*** Material provided Section Begins ***

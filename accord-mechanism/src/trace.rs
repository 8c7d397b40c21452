//! Per-thread negotiation event traces

use accord_core::Outcome;
use serde::Serialize;

/// One trace row: a single action inside a negotiation thread
#[derive(Clone, Debug, Serialize)]
pub struct TraceRow {
    /// Seconds since the session started
    pub time: f64,
    /// Fraction of the step budget consumed when the action happened
    pub relative_time: f64,
    pub step: usize,
    /// Id of the acting negotiator
    pub negotiator: String,
    pub offer: Option<Outcome>,
    /// Partner response, as `"<partner-id>:<response>"`
    pub responses: String,
    /// Session state after the action
    pub state: String,
}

*** Material provided Section Ends ***

> _What the exercise asks_: Write out each line exactly, as it is shown above.

> _Task answer_:
filename accord-mechanism/src/trace.rs
repository 8c7d397b40c21452
//! Per-thread negotiation event traces

use accord_core::Outcome;
use serde::Serialize;

/// One trace row: a single action inside a negotiation thread
#[derive(Clone, Debug, Serialize)]
pub struct TraceRow {
    /// Seconds since the session started
    pub time: f64,
    /// Fraction of the step budget consumed when the action happened
    pub relative_time: f64,
    pub step: usize,
    /// Id of the acting negotiator
    pub negotiator: String,
    pub offer: Option<Outcome>,
    /// Partner response, as `"<partner-id>:<response>"`
    pub responses: String,
    /// Session state after the action
    pub state: String,
}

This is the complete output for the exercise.